BRIEF ::
Repeat the stretch of entries below from the line with "non-negative: bright tubes" through the line with "const FEATURE_EPS: f64 = 1e-12;". Include both ends and add nothing.

RECORDED INFORMATION ::
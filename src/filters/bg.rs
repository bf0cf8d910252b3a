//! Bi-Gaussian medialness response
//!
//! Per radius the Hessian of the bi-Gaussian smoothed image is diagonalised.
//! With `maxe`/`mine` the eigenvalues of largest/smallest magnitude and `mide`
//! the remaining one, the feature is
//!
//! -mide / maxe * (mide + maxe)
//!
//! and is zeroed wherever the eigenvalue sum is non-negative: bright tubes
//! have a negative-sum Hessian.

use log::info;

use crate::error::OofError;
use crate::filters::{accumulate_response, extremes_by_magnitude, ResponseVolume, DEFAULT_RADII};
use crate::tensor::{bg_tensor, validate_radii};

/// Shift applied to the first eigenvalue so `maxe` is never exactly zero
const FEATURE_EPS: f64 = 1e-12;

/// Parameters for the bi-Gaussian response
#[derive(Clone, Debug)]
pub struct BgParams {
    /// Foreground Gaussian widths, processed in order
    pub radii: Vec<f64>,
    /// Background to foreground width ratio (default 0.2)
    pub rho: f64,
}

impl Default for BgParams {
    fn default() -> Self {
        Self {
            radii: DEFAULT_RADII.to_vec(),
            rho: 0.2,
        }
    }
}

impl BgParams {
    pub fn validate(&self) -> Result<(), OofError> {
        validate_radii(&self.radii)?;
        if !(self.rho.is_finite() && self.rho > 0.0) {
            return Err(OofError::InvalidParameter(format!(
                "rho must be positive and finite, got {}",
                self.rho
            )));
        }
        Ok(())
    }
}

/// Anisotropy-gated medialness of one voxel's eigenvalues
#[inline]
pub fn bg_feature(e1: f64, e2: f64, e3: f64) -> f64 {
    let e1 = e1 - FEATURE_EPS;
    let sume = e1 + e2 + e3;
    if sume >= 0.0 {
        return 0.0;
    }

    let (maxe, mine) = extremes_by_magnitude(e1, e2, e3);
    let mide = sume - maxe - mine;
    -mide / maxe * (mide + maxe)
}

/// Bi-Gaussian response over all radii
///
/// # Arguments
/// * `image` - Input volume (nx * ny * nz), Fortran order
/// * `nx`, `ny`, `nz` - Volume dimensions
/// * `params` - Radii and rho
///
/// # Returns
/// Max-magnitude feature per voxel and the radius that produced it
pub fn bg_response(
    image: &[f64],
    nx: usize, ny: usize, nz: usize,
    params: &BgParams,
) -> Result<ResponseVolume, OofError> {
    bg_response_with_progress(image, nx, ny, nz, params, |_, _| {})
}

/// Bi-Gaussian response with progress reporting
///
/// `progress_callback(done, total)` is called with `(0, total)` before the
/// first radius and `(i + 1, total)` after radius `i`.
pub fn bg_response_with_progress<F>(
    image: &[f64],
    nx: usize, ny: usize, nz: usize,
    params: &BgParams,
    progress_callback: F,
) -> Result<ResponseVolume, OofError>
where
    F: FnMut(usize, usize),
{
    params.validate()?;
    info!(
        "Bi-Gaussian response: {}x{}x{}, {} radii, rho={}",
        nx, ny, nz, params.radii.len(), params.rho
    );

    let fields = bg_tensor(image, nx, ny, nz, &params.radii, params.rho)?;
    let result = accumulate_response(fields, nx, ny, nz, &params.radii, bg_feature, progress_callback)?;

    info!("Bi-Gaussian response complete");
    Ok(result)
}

* * *

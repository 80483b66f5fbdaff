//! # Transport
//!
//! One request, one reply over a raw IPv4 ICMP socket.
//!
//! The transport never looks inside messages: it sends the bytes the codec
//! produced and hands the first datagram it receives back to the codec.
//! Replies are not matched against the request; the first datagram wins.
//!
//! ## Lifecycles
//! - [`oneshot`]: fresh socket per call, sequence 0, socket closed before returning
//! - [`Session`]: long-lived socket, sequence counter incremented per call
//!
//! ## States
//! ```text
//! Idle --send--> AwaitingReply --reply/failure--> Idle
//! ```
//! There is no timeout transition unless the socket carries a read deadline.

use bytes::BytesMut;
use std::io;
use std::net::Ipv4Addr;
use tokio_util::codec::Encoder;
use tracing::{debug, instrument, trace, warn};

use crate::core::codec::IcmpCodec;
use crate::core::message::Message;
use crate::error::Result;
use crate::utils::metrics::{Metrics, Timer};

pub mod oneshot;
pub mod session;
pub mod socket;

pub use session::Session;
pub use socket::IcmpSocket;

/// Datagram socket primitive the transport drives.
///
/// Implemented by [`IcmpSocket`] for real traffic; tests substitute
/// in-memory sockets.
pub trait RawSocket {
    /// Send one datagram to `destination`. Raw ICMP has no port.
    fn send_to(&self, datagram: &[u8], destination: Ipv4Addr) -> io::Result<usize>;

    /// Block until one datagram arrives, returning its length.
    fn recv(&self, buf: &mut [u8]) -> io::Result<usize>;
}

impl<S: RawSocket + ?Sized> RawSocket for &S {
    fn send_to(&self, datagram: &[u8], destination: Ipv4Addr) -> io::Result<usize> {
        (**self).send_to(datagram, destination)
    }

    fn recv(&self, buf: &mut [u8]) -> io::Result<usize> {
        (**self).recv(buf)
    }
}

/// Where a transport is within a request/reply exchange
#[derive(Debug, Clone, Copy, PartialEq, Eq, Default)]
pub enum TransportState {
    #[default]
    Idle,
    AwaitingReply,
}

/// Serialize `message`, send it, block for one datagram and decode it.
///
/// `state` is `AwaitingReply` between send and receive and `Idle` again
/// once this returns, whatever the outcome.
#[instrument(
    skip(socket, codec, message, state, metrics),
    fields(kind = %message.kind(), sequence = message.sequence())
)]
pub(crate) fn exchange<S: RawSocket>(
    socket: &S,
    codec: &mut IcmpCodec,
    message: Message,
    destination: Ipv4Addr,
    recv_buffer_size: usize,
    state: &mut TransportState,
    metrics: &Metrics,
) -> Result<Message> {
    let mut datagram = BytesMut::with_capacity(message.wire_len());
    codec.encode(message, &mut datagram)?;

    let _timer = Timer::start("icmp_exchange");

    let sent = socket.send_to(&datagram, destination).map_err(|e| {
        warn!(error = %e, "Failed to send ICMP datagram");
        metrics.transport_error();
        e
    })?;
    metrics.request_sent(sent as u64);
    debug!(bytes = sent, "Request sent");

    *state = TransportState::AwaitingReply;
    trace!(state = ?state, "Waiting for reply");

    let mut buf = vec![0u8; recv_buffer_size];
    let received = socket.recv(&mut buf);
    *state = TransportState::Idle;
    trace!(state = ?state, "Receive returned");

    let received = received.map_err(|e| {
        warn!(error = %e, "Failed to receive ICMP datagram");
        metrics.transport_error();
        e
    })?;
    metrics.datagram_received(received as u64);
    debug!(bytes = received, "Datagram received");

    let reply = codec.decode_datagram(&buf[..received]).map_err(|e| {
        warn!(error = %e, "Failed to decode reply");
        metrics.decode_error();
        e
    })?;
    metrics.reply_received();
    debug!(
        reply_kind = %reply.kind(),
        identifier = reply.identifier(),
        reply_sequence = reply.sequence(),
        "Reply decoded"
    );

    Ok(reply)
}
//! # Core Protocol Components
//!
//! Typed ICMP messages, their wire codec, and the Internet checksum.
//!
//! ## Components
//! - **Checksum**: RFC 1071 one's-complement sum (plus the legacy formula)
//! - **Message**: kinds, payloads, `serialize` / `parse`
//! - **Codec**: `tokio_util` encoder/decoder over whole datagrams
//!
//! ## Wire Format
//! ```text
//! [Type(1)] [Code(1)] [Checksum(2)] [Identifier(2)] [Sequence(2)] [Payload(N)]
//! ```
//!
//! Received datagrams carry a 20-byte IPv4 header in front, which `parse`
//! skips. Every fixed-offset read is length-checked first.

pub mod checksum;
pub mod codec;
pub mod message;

...

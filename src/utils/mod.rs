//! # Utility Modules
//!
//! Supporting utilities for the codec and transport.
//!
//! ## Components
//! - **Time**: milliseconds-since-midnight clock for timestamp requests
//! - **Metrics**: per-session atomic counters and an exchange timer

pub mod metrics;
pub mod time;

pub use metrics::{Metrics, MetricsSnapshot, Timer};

REPLY TO THE EXERCISE ::
//! and is zeroed wherever the eigenvalue sum is non-negative: bright tubes
//! have a negative-sum Hessian.

use log::info;

use crate::error::OofError;
use crate::filters::{accumulate_response, extremes_by_magnitude, ResponseVolume, DEFAULT_RADII};
use crate::tensor::{bg_tensor, validate_radii};

/// Shift applied to the first eigenvalue so `maxe` is never exactly zero
const FEATURE_EPS: f64 = 1e-12;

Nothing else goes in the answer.